Notice above I said “suggest to search engines.” That’s because Google and Bing won’t take this tag as a directive – instead, they’ll consider it a hint. This is a very important concept, as we see many times where Google doesn’t follow the hint (and should have), and vice-versa. This miscalculations by Google are why SEOs need to understand and monitor canonical tag implementations.
Here’s more on the canonical tag definition: http://googlewebmastercentral.blogspot.com/2009/02/specify-your-canonical.html.
So What’s The Big Deal?
(If you already know how canonical tags work, you can skip this section.)

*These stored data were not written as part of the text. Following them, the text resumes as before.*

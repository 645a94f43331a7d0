use chrono::NaiveDate;
use clap::{Parser, Subcommand};
use fitplan_core::*;
use rand::rngs::StdRng;
use rand::SeedableRng;
use std::path::{Path, PathBuf};

#[derive(Parser)]
#[command(name = "fitplan")]
#[command(about = "Weekly workout and nutrition planner", long_about = None)]
struct Cli {
    #[command(subcommand)]
    command: Commands,

    /// Override data directory
    #[arg(long, global = true)]
    data_dir: Option<PathBuf>,

    /// Profile TOML file
    #[arg(long, global = true)]
    profile: Option<PathBuf>,

    /// Config TOML file
    #[arg(long, global = true)]
    config: Option<PathBuf>,

    /// Increase log verbosity (-v, -vv, -vvv)
    #[arg(short, long, global = true, action = clap::ArgAction::Count)]
    verbose: u8,
}

#[derive(Subcommand)]
enum Commands {
    /// Show BMR, TDEE, calorie target and macros for the profile
    Targets,

    /// Generate a weekly workout plan
    Workout {
        /// Comma-separated body parts (chest, back, shoulders, biceps, triceps, legs, abs, cardio)
        #[arg(long, value_delimiter = ',')]
        parts: Vec<String>,

        /// Training days per week, 1-7 (defaults to the profile's activity level)
        #[arg(long, value_parser = clap::value_parser!(u8).range(1..=7))]
        frequency: Option<u8>,

        /// Seed for reproducible exercise selection
        #[arg(long)]
        seed: Option<u64>,

        /// Show the plan without saving it
        #[arg(long)]
        dry_run: bool,
    },

    /// Spread the saved plan over a different number of training days
    Rebalance {
        #[arg(long)]
        frequency: u8,
    },

    /// Generate a day of meals for the profile's calorie target
    Meals {
        /// Plan date (YYYY-MM-DD), defaults to today
        #[arg(long)]
        date: Option<NaiveDate>,

        /// Show the plan without saving it
        #[arg(long)]
        dry_run: bool,
    },

    /// Show the saved workout plan
    Show,

    /// Export the saved workout plan as CSV
    Export {
        #[arg(long)]
        output: PathBuf,
    },

    /// Discard the saved workout plan and body-part selection
    Reset,
}

fn main() {
    let cli = Cli::parse();

    if let Err(e) = run(cli) {
        eprintln!("Error: {}", e);
        std::process::exit(1);
    }
}

fn run(cli: Cli) -> Result<()> {
    fitplan_core::logging::init_with_level(fitplan_core::logging::level_for_verbosity(
        cli.verbose,
    ));

    let config = match &cli.config {
        Some(path) => Config::load_from(path)?,
        None => Config::load()?,
    };
    let data_dir = cli
        .data_dir
        .clone()
        .unwrap_or_else(|| config.data.data_dir.clone());
    let profile_path = cli.profile.clone().unwrap_or_else(UserProfile::default_path);

    tracing::debug!("Using data directory {:?}", data_dir);

    let catalog = Catalog::load(&config.catalog)?;
    let store = JsonFileStore::new(data_dir.join("store"));
    let mut planner = Planner::new(&catalog, config.allocator.clone(), store);

    match cli.command {
        Commands::Targets => cmd_targets(&profile_path),
        Commands::Workout {
            parts,
            frequency,
            seed,
            dry_run,
        } => cmd_workout(&mut planner, &profile_path, parts, frequency, seed, dry_run),
        Commands::Rebalance { frequency } => cmd_rebalance(&mut planner, frequency),
        Commands::Meals { date, dry_run } => {
            cmd_meals(&mut planner, &catalog, &profile_path, date, dry_run)
        }
        Commands::Show => cmd_show(&planner),
        Commands::Export { output } => cmd_export(&planner, &output),
        Commands::Reset => {
            planner.reset()?;
            println!("✓ Workout plan cleared");
            Ok(())
        }
    }
}

fn cmd_targets(profile_path: &Path) -> Result<()> {
    let profile = UserProfile::load(profile_path)?;
    let summary = MetabolicSummary::for_profile(&profile);

    println!("\n╭─────────────────────────────────────────╮");
    println!("│  DAILY TARGETS ({})", profile.goal.label());
    println!("╰─────────────────────────────────────────╯");
    println!();
    println!("  BMR:            {:.0} kcal", summary.bmr);
    println!("  TDEE:           {} kcal", summary.tdee);
    println!("  Calorie target: {} kcal", summary.calorie_target);
    println!();
    println!("  Protein: {} g", summary.macros.protein_g);
    println!("  Carbs:   {} g", summary.macros.carbs_g);
    println!("  Fat:     {} g", summary.macros.fat_g);
    println!();
    println!("  Suggested training days: {}", summary.training_days);
    println!();

    Ok(())
}

fn cmd_workout(
    planner: &mut Planner<'_, JsonFileStore>,
    profile_path: &Path,
    parts: Vec<String>,
    frequency: Option<u8>,
    seed: Option<u64>,
    dry_run: bool,
) -> Result<()> {
    let profile = UserProfile::load(profile_path)?;

    let selected: Vec<BodyPart> = if parts.is_empty() {
        planner.selected_body_parts()?
    } else {
        parts
            .iter()
            .map(|p| p.parse())
            .collect::<Result<Vec<BodyPart>>>()?
    };

    if selected.is_empty() {
        return Err(Error::Other(
            "Select at least one body part with --parts".into(),
        ));
    }

    let mut rng = match seed {
        Some(seed) => StdRng::seed_from_u64(seed),
        None => StdRng::from_entropy(),
    };

    if dry_run {
        let plan = planner.preview_workout(&profile, &selected, frequency, &mut rng)?;
        display_workout(&plan);
        println!("\n[Dry run - plan not saved]");
        return Ok(());
    }

    let plan = planner.generate_workout(&profile, &selected, frequency, &mut rng)?;
    display_workout(&plan);
    println!("\n✓ Workout plan saved");
    Ok(())
}

fn cmd_rebalance(planner: &mut Planner<'_, JsonFileStore>, frequency: u8) -> Result<()> {
    let plan = planner.change_frequency(frequency)?;
    display_workout(&plan);
    println!("\n✓ Plan rebalanced to {} training days", plan.frequency);
    Ok(())
}

fn cmd_meals(
    planner: &mut Planner<'_, JsonFileStore>,
    catalog: &Catalog,
    profile_path: &Path,
    date: Option<NaiveDate>,
    dry_run: bool,
) -> Result<()> {
    let profile = UserProfile::load(profile_path)?;
    let date = date.unwrap_or_else(|| chrono::Local::now().date_naive());

    let plan = if dry_run {
        build_nutrition_plan(&profile, catalog, date)?
    } else {
        planner.generate_nutrition(&profile, date)?
    };

    display_nutrition(&plan, date);

    if dry_run {
        println!("\n[Dry run - plan not saved]");
    } else {
        println!("\n✓ Nutrition plan saved");
    }
    Ok(())
}

fn cmd_show(planner: &Planner<'_, JsonFileStore>) -> Result<()> {
    match planner.current_workout()? {
        Some(plan) => display_workout(&plan),
        None => println!("No workout plan saved yet. Run `fitplan workout --parts ...`."),
    }
    Ok(())
}

fn cmd_export(planner: &Planner<'_, JsonFileStore>, output: &Path) -> Result<()> {
    let plan = planner.current_workout()?.ok_or(Error::NoWorkoutPlan)?;
    let count = export_schedule_csv(&plan, output)?;
    println!("✓ Exported {} exercises", count);
    println!("  CSV: {}", output.display());
    Ok(())
}

fn display_workout(plan: &WorkoutPlan) {
    println!("\n╭─────────────────────────────────────────╮");
    println!("│  {}", plan.name);
    println!("╰─────────────────────────────────────────╯");
    println!("  {}", plan.description);

    for (day, exercises) in &plan.days {
        println!();
        if exercises.is_empty() {
            println!("  {} - rest", day.name());
            continue;
        }

        println!("  {}", day.name());
        for exercise in exercises {
            println!(
                "    → {} ({}) {}×{}, rest {}s",
                exercise.name,
                exercise.body_part,
                exercise.sets,
                exercise.reps,
                exercise.rest_time_seconds
            );
        }
    }
}

fn display_nutrition(plan: &NutritionPlan, date: NaiveDate) {
    println!("\n╭─────────────────────────────────────────╮");
    println!("│  {} ({})", plan.name, date);
    println!("╰─────────────────────────────────────────╯");
    println!("  {}", plan.description);
    println!();

    for (meal_type, entries) in &plan.meals {
        for entry in entries {
            println!(
                "  {:<10} {} ({} kcal, P{:.0} C{:.0} F{:.0})",
                meal_type.to_string(),
                entry.name,
                entry.calories,
                entry.protein,
                entry.carbs,
                entry.fat
            );
        }
    }
}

The reason Google doesn’t accept the canonical tag as a directive is probably because they know many webmasters can easily screw it up (eg, syntax, implementation, etc.). If you have a massive database driven eCommerce site, and you’ve tried to get a developer team to implement canonical tags, you’ve seen how it can ultimately launch with a ton of unexpected results. The best intentions don’t always equal proper implentation.
Examples I’ve seen: Through templates, products were suddenly “canonicalizing” to the homepage. Or, page 4 of a collection suddenly canonicalizes to page 1 of the collection. Or, duplicate content self-canonicalizing to themselves instead of the proper URL.
Crazy, random results are always likely if not implemented and QA’d properly. The bigger the site, the harder the QA process. When the tag was announced in February of 2009, I worked for one of the largest eCommerce platforms at the time. We wanted to be first to offer this, and we rushed it out – with many, many problems. I’ve always had a love/hate relationship with this tag.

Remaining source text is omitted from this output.